In the short-term, its goal is to determine how best to open up schools amid the pandemic.

“How do you make sure you use technology in a smart way to get at some of those issues, like social distancing?” he said.

In the long-term, the panel’s goals will revolve around access.

“If I’m in an upstate rural school and I don’t have access to those same AP courses, because we’re such a small rural school, how can you use technology to connect us to people in other parts of the state with that expertise, in a smart way,” he explained.

The Gates Foundation, Malatras said, has expertise in some of these areas, including technology and healthcare. Not mentioned by Malatras? Gates’ foray into education. However, the governor called Bill Gates “a visionary” whose “thoughts on technology and education should be advanced.”

Indeed, in introducing the initiative to the public during a press briefing last week, the Governor alarmed educators and parents by indicating the Gates Foundation would play a key role in reimagining education. One union official said the shock of hearing Gates mentioned brought on PTSD since many teachers and parents equate Gates with the failed Common Core and the effort to link teacher evaluations to student test scores, policies that resulted in turbulent times in New York’s education history.

“It was like déjà vu all over again in New York when Governor Andrew Cuomo announced that he had asked the Bill and Melinda Gates Foundation to help New York ‘reimagine education in the state’ when schools reopen in the fall,” wrote former teacher and principal of the year Carol Burris in an email to Spectrum.

“We all well remember the last time the vision of Bill and Melinda Gates descended upon New York. It arrived after the last financial crisis via Race to the Top. There was the teacher evaluation system, characterized as a plane being built in the air that landed with a crash. For several years, chaos reigned as the governor pushed for a greater role for student test scores as part of teacher evaluation.”
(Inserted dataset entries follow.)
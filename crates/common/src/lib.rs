pub mod config;
pub mod layout;

use serde::{Deserialize, Serialize};

#[derive(Debug, Clone, Copy, Default, Serialize, Deserialize, PartialEq, Eq)]
#[serde(rename_all = "lowercase")]
pub enum Metric {
    #[default]
    Cosine,
    Euclidean,
}

#[derive(Debug, Clone, Serialize, Deserialize, PartialEq)]
pub struct QueryRequest {
    pub embedding: Vec<f32>,
    #[serde(default, alias = "topK", skip_serializing_if = "Option::is_none")]
    pub top_k: Option<usize>,
    #[serde(default, skip_serializing_if = "Option::is_none")]
    pub metric: Option<Metric>,
}

#[derive(Debug, Clone, Serialize, Deserialize, PartialEq)]
pub struct QueryMatch {
    #[serde(default, skip_serializing_if = "Option::is_none")]
    pub similarity: Option<f32>,
    #[serde(default, skip_serializing_if = "Option::is_none")]
    pub distance: Option<f32>,
    pub file: String,
}

impl QueryMatch {
    pub fn scored(metric: Metric, file: String, score: f32) -> Self {
        match metric {
            Metric::Cosine => Self {
                similarity: Some(score),
                distance: None,
                file,
            },
            Metric::Euclidean => Self {
                similarity: None,
                distance: Some(score),
                file,
            },
        }
    }
}

#[derive(Debug, Clone, Default, Serialize, Deserialize, PartialEq)]
pub struct QueryResponse {
    pub matches: Vec<QueryMatch>,
}

#[derive(Debug, Clone, Serialize, Deserialize, PartialEq)]
pub struct UpsertRequest {
    pub file: String,
    pub embedding: Vec<f32>,
}

#[derive(Debug, Clone, Serialize, Deserialize, PartialEq, Eq)]
pub struct UpsertResponse {
    pub file: String,
    pub inserted: bool,
    pub total: usize,
}
use axum::{extract::State, response::IntoResponse};

use crate::state::AppState;

pub async fn metrics_handler(State(state): State<AppState>) -> impl IntoResponse {
    metrics::gauge!("imgvec_index_rows").set(state.index.read().await.len() as f64);
    state.metrics.render()
}
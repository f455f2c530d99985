use std::{
    fs::{self, File},
    io::{BufWriter, Write},
    path::{Path, PathBuf},
};

use anyhow::{Context, Result};
use image::{DynamicImage, codecs::jpeg::JpegEncoder};
use serde::Serialize;
use tracing::{info, warn};

use crate::telemetry::IndexerTelemetry;

const JPEG_QUALITY: u8 = 100;
const CONVERTIBLE_EXTENSIONS: &[&str] = &["jpeg", "png"];

#[derive(Debug, Clone, Copy, Default, PartialEq, Eq, Serialize)]
pub struct ConversionReport {
    pub converted: usize,
    pub failed: usize,
    pub skipped: usize,
}

pub fn convert_images_to_jpeg(data_dir: &Path) -> Result<ConversionReport> {
    convert_images_to_jpeg_with_telemetry(data_dir, None)
}

/// Re-encodes every `<class>/<file>.{jpeg,png}` as `.jpg` and removes the source.
///
/// The source is only deleted once the JPEG has been fully written. A file
/// that fails is counted and left in place; the run continues.
pub fn convert_images_to_jpeg_with_telemetry(
    data_dir: &Path,
    telemetry: Option<&IndexerTelemetry>,
) -> Result<ConversionReport> {
    let mut report = ConversionReport::default();
    for path in class_level_files(data_dir)? {
        if !is_convertible(&path) {
            report.skipped += 1;
            continue;
        }
        match convert_one(&path) {
            Ok(target) => {
                report.converted += 1;
                info!(source = %path.display(), target = %target.display(), "converted image");
                if let Some(telemetry) = telemetry {
                    telemetry.inc_images_converted(1);
                }
            }
            Err(err) => {
                report.failed += 1;
                warn!(source = %path.display(), error = %format!("{err:#}"), "image conversion failed");
                if let Some(telemetry) = telemetry {
                    telemetry.inc_conversion_failures(1);
                }
            }
        }
    }
    Ok(report)
}

fn class_level_files(data_dir: &Path) -> Result<Vec<PathBuf>> {
    let mut out = Vec::new();
    let classes = fs::read_dir(data_dir)
        .with_context(|| format!("failed listing data dir {}", data_dir.display()))?;
    for class in classes.flatten() {
        let class_path = class.path();
        if !class_path.is_dir() {
            continue;
        }
        let Ok(entries) = fs::read_dir(&class_path) else {
            warn!(dir = %class_path.display(), "skipping unreadable class directory");
            continue;
        };
        out.extend(
            entries
                .flatten()
                .map(|entry| entry.path())
                .filter(|path| path.is_file()),
        );
    }
    out.sort();
    Ok(out)
}

fn is_convertible(path: &Path) -> bool {
    path.extension()
        .map(|ext| ext.to_string_lossy().to_ascii_lowercase())
        .is_some_and(|ext| CONVERTIBLE_EXTENSIONS.contains(&ext.as_str()))
}

fn convert_one(path: &Path) -> Result<PathBuf> {
    let img = image::open(path).with_context(|| format!("failed decoding {}", path.display()))?;
    let img = strip_alpha(img);

    let target = path.with_extension("jpg");
    if target.exists() {
        warn!(target = %target.display(), "overwriting existing jpeg");
    }

    // Encode beside the target and rename, so an existing .jpg is only
    // replaced by a complete file.
    let staging = target.with_extension("jpg.part");
    if let Err(err) = write_jpeg(&img, &staging) {
        let _ = fs::remove_file(&staging);
        return Err(err);
    }
    if let Err(err) = fs::rename(&staging, &target) {
        let _ = fs::remove_file(&staging);
        return Err(err).with_context(|| format!("failed replacing {}", target.display()));
    }

    fs::remove_file(path)
        .with_context(|| format!("failed deleting original {}", path.display()))?;
    info!(source = %path.display(), "deleted original file");
    Ok(target)
}

// JPEG carries no alpha; grayscale stays single-channel.
fn strip_alpha(img: DynamicImage) -> DynamicImage {
    match img {
        DynamicImage::ImageLuma8(_) => img,
        DynamicImage::ImageLuma16(_) => DynamicImage::ImageLuma8(img.to_luma8()),
        DynamicImage::ImageRgb8(_) => img,
        other => DynamicImage::ImageRgb8(other.to_rgb8()),
    }
}

fn write_jpeg(img: &DynamicImage, target: &Path) -> Result<()> {
    let file =
        File::create(target).with_context(|| format!("failed creating {}", target.display()))?;
    let mut writer = BufWriter::new(file);
    let encoder = JpegEncoder::new_with_quality(&mut writer, JPEG_QUALITY);
    img.write_with_encoder(encoder)
        .with_context(|| format!("failed encoding {}", target.display()))?;
    writer
        .flush()
        .with_context(|| format!("failed flushing {}", target.display()))?;
    Ok(())
}
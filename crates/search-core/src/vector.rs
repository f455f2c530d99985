use std::cmp::Ordering;

use ahash::AHashMap;
use common::Metric;
use tracing::debug;

use crate::SearchError;

#[derive(Debug, Clone, PartialEq)]
pub struct ScoredPath {
    pub file: String,
    pub score: f32,
}

/// Dense in-memory matrix of embeddings keyed by file path.
#[derive(Debug, Clone, Default)]
pub struct EmbeddingIndex {
    dim: Option<usize>,
    paths: Vec<String>,
    rows: Vec<f32>,
    by_path: AHashMap<String, usize>,
}

impl EmbeddingIndex {
    pub fn new() -> Self {
        Self::default()
    }

    /// Builds an index from row-major data; rows beyond `paths.len()` are ignored.
    pub fn from_set(
        dim: Option<usize>,
        paths: Vec<String>,
        data: &[f32],
    ) -> Result<Self, SearchError> {
        let mut index = Self::new();
        let Some(dim) = dim else {
            return Ok(index);
        };
        if data.len() < paths.len() * dim {
            return Err(SearchError::DimensionMismatch {
                expected: paths.len() * dim,
                actual: data.len(),
            });
        }
        for (row, path) in paths.into_iter().enumerate() {
            index.upsert(path, &data[row * dim..(row + 1) * dim])?;
        }
        Ok(index)
    }

    pub fn dim(&self) -> Option<usize> {
        self.dim
    }

    pub fn len(&self) -> usize {
        self.paths.len()
    }

    pub fn is_empty(&self) -> bool {
        self.paths.is_empty()
    }

    pub fn paths(&self) -> &[String] {
        &self.paths
    }

    pub fn row(&self, file: &str) -> Option<&[f32]> {
        let dim = self.dim?;
        let idx = *self.by_path.get(file)?;
        Some(&self.rows[idx * dim..(idx + 1) * dim])
    }

    /// Checks that `vector` could be upserted without modifying the index.
    pub fn validate(&self, vector: &[f32]) -> Result<(), SearchError> {
        if vector.is_empty() {
            return Err(SearchError::EmptyVector);
        }
        check_finite(vector)?;
        match self.dim {
            Some(dim) if dim != vector.len() => Err(SearchError::DimensionMismatch {
                expected: dim,
                actual: vector.len(),
            }),
            _ => Ok(()),
        }
    }

    /// Inserts or replaces the row for `file`. Returns `true` for a new row.
    pub fn upsert(&mut self, file: String, vector: &[f32]) -> Result<bool, SearchError> {
        self.validate(vector)?;
        let dim = *self.dim.get_or_insert(vector.len());

        if let Some(&idx) = self.by_path.get(&file) {
            self.rows[idx * dim..(idx + 1) * dim].copy_from_slice(vector);
            debug!(file = %file, "replaced embedding");
            return Ok(false);
        }
        self.by_path.insert(file.clone(), self.paths.len());
        self.paths.push(file);
        self.rows.extend_from_slice(vector);
        Ok(true)
    }

    pub fn cosine_similarity(&self, query: &[f32]) -> Result<Vec<f32>, SearchError> {
        let dim = self.check_query(query)?;
        let query = normalized(query);
        Ok(self
            .rows
            .chunks_exact(dim)
            .map(|row| dot(&normalized(row), &query))
            .collect())
    }

    pub fn euclidean_distance(&self, query: &[f32]) -> Result<Vec<f32>, SearchError> {
        self.check_query(query)?;
        let dim = query.len();
        Ok(self
            .rows
            .chunks_exact(dim)
            .map(|row| {
                let squared = row
                    .iter()
                    .zip(query)
                    .map(|(a, b)| (f64::from(*a) - f64::from(*b)).powi(2))
                    .sum::<f64>();
                squared.sqrt() as f32
            })
            .collect())
    }

    /// Ranks rows against `query`: cosine best-first by similarity, euclidean
    /// nearest-first by distance.
    pub fn search(
        &self,
        query: &[f32],
        top_k: usize,
        metric: Metric,
    ) -> Result<Vec<ScoredPath>, SearchError> {
        if self.dim.is_none() {
            return Ok(Vec::new());
        }
        let scores = match metric {
            Metric::Cosine => self.cosine_similarity(query)?,
            Metric::Euclidean => self.euclidean_distance(query)?,
        };
        let mut ranked = scores
            .into_iter()
            .zip(&self.paths)
            .map(|(score, file)| ScoredPath {
                file: file.clone(),
                score,
            })
            .collect::<Vec<_>>();
        match metric {
            Metric::Cosine => ranked.sort_by(|a, b| descending(a, b)),
            Metric::Euclidean => ranked.sort_by(|a, b| descending(b, a)),
        }
        ranked.truncate(top_k);
        Ok(ranked)
    }

    fn check_query(&self, query: &[f32]) -> Result<usize, SearchError> {
        let expected = self.dim.unwrap_or(0);
        if query.len() != expected || expected == 0 {
            return Err(SearchError::DimensionMismatch {
                expected,
                actual: query.len(),
            });
        }
        check_finite(query)?;
        Ok(expected)
    }
}

fn check_finite(vector: &[f32]) -> Result<(), SearchError> {
    match vector.iter().position(|v| !v.is_finite()) {
        Some(index) => Err(SearchError::NonFinite { index }),
        None => Ok(()),
    }
}

fn descending(a: &ScoredPath, b: &ScoredPath) -> Ordering {
    b.score
        .total_cmp(&a.score)
        .then_with(|| b.file.cmp(&a.file))
}

fn dot(a: &[f32], b: &[f32]) -> f32 {
    a.iter().zip(b).map(|(x, y)| x * y).sum()
}

// Zero vectors stay zero, so they score 0 against everything. The norm is
// taken in f64 so squares of large f32 components cannot overflow.
fn normalized(values: &[f32]) -> Vec<f32> {
    let norm = values
        .iter()
        .map(|v| f64::from(*v).powi(2))
        .sum::<f64>()
        .sqrt();
    if norm > 0.0 {
        values
            .iter()
            .map(|v| (f64::from(*v) / norm) as f32)
            .collect()
    } else {
        values.to_vec()
    }
}
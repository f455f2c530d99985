use std::path::{Path, PathBuf};

use ahash::AHashMap;
use anyhow::{Context, Result, bail};
use ignore::WalkBuilder;
use tracing::warn;

const IMAGE_EXTENSIONS: &[&str] = &[
    "jpg", "jpeg", "png", "ppm", "bmp", "pgm", "tif", "tiff", "webp",
];

#[derive(Debug, Clone, PartialEq, Eq)]
pub struct ImageSample {
    pub path: PathBuf,
    pub class_idx: usize,
}

/// A labeled image dataset laid out as `<root>/<class>/**/<image>`.
#[derive(Debug, Clone)]
pub struct ImageFolder {
    root: PathBuf,
    classes: Vec<String>,
    class_to_idx: AHashMap<String, usize>,
    samples: Vec<ImageSample>,
}

impl ImageFolder {
    pub fn scan(root: &Path) -> Result<Self> {
        if !root.is_dir() {
            bail!("dataset root is not a directory: {}", root.display());
        }

        let mut classes = std::fs::read_dir(root)
            .with_context(|| format!("failed listing dataset root {}", root.display()))?
            .flatten()
            .filter(|entry| entry.path().is_dir())
            .map(|entry| entry.file_name().to_string_lossy().to_string())
            .collect::<Vec<_>>();
        classes.sort();
        if classes.is_empty() {
            bail!("no class directories found under {}", root.display());
        }

        let class_to_idx = classes
            .iter()
            .enumerate()
            .map(|(idx, name)| (name.clone(), idx))
            .collect::<AHashMap<_, _>>();

        let mut samples = Vec::new();
        for (class_idx, class) in classes.iter().enumerate() {
            let mut files = scan_image_files(&root.join(class));
            if files.is_empty() {
                warn!(class = %class, "class directory has no supported images");
            }
            files.sort();
            samples.extend(
                files
                    .into_iter()
                    .map(|path| ImageSample { path, class_idx }),
            );
        }

        Ok(Self {
            root: root.to_path_buf(),
            classes,
            class_to_idx,
            samples,
        })
    }

    pub fn root(&self) -> &Path {
        &self.root
    }

    pub fn classes(&self) -> &[String] {
        &self.classes
    }

    pub fn samples(&self) -> &[ImageSample] {
        &self.samples
    }

    pub fn class_index(&self, class: &str) -> Option<usize> {
        self.class_to_idx.get(class).copied()
    }

    /// Label implied by the first directory component under the root.
    pub fn class_of(&self, path: &Path) -> Option<usize> {
        let relative = path.strip_prefix(&self.root).ok()?;
        let first = relative.components().next()?;
        self.class_index(&first.as_os_str().to_string_lossy())
    }
}

pub fn is_supported_image(path: &Path) -> bool {
    path.extension()
        .map(|ext| ext.to_string_lossy().to_ascii_lowercase())
        .is_some_and(|ext| IMAGE_EXTENSIONS.contains(&ext.as_str()))
}

fn scan_image_files(dir: &Path) -> Vec<PathBuf> {
    let walker = WalkBuilder::new(dir).standard_filters(false).build();
    walker
        .flatten()
        .map(|entry| entry.into_path())
        .filter(|path| path.is_file() && is_supported_image(path))
        .collect()
}
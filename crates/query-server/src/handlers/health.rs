use axum::{extract::State, http::StatusCode};

use crate::state::AppState;

pub async fn health(State(state): State<AppState>) -> (StatusCode, &'static str) {
    if state.is_shutting_down() {
        (StatusCode::SERVICE_UNAVAILABLE, "shutting down")
    } else {
        (StatusCode::OK, "OK")
    }
}
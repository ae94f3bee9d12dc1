//! The interval reconstruction and algebra engine.
//!
//! This module contains:
//! - Generic interval algebra (run-length extraction, sweep-line intersection)
//! - Connectivity reconstruction from heartbeat timestamps
//! - The device state machine replaying instruction events
//! - Daily aggregation of scene, settings and gaze durations

pub mod connectivity;
pub mod daily;
pub mod interval;
pub mod state;

// Re-export commonly used types
pub use connectivity::{connection, reconstruct, ConnectivityInterval};
pub use daily::{aggregate, aggregate_batch, AggregationOptions, DailyRecord};
pub use interval::{extract_intervals, intersect, is_intersecting, Interval, Span};
pub use state::{replay, state_series, transition, DeviceState, Scene, StateSeries};

use chrono::NaiveDate;
use thiserror::Error;

/// Errors that abort a single device/window computation.
///
/// Unclassifiable rows are fatal for their device: a swallowed unknown
/// transition would silently corrupt every duration computed downstream.
/// One failed device never aborts a batch over many devices.
#[derive(Debug, Clone, PartialEq, Eq, Error)]
pub enum EngineError {
    #[error("unknown instruction: target `{target}`, value `{value}`")]
    UnknownInstruction { target: String, value: String },

    // The field is not named `source`: thiserror would treat it as the
    // error's cause and require it to implement `std::error::Error`.
    #[error("unknown combination of source `{name}` and target POWER")]
    UnknownSource { name: String },

    #[error("unknown gaze zone `{zone}`")]
    UnknownZone { zone: String },

    #[error("instruction row is missing field `{field}`")]
    MissingField { field: &'static str },

    #[error("invalid aggregation window: since {since} is after until {until}")]
    InvalidWindow { since: NaiveDate, until: NaiveDate },
}

/// Serde support for `chrono::Duration` as whole seconds.
///
/// Output tables carry durations as elapsed seconds, never formatted strings.
pub mod duration_serde {
    use chrono::Duration;
    use serde::{Deserialize, Deserializer, Serialize, Serializer};

    pub fn serialize<S>(duration: &Duration, serializer: S) -> Result<S::Ok, S::Error>
    where
        S: Serializer,
    {
        duration.num_seconds().serialize(serializer)
    }

    pub fn deserialize<'de, D>(deserializer: D) -> Result<Duration, D::Error>
    where
        D: Deserializer<'de>,
    {
        let secs = i64::deserialize(deserializer)?;
        Ok(Duration::seconds(secs))
    }
}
Burris, who is now with the Network for Public Education, went on to say, “Rather than bringing in a billionaire with a horrible track record to reimagine education, the governor should be asking him to donate funds to help schools to open their buildings safely.”

But according to Malatras, the Gates Foundation will be involved at the same level as others on the panel, including educators, union leaders, innovators, and parents.

A few notable names on the council include Randi Weingarten of the American Federation of Teachers; Dennis Wolcott, former NYC Schools Chancellor; Interim State Education Commissioner Shannon Tahoe; as well as teachers, superintendents, and parents.

After the members of the council were made public last week, another round of alarm bells sounded around the state: Why are there no representatives of the disability community? Why are no current New York City educators on the council?

“The main goal, at first, is to reach out to a broad cross-section of the education community, the parent community, and others, and try to get ideas quickly, and make sure we’re getting representation from everyone across the board, because on any council, with only 19 or 20 people, you can’t ever really get everyone on a council represented,” said Malatras. “But you can, as a council, reach out to everyone, bring them into the fold, listen, hear them, and then present things in a way that the public can understand.”

Additionally, Malatras said, there is an educator from Wyoming County on the council who runs a school for children with disabilities, a community that will be one of the key focal points for the panel.

“There are a lot of needs there,” he said referring to children with disabilities. “These students get extra services in summer. We’re going to have to figure that out. And in the long term, I think that is a community that needs some special attention because you don’t want those students to fall behind.”

The Reimagining Education panel will not likely release a White Paper when it’s done deliberating, Malatras told Spectrum News. Instead, the group will release “rolling” best practices for both K-12 and higher education.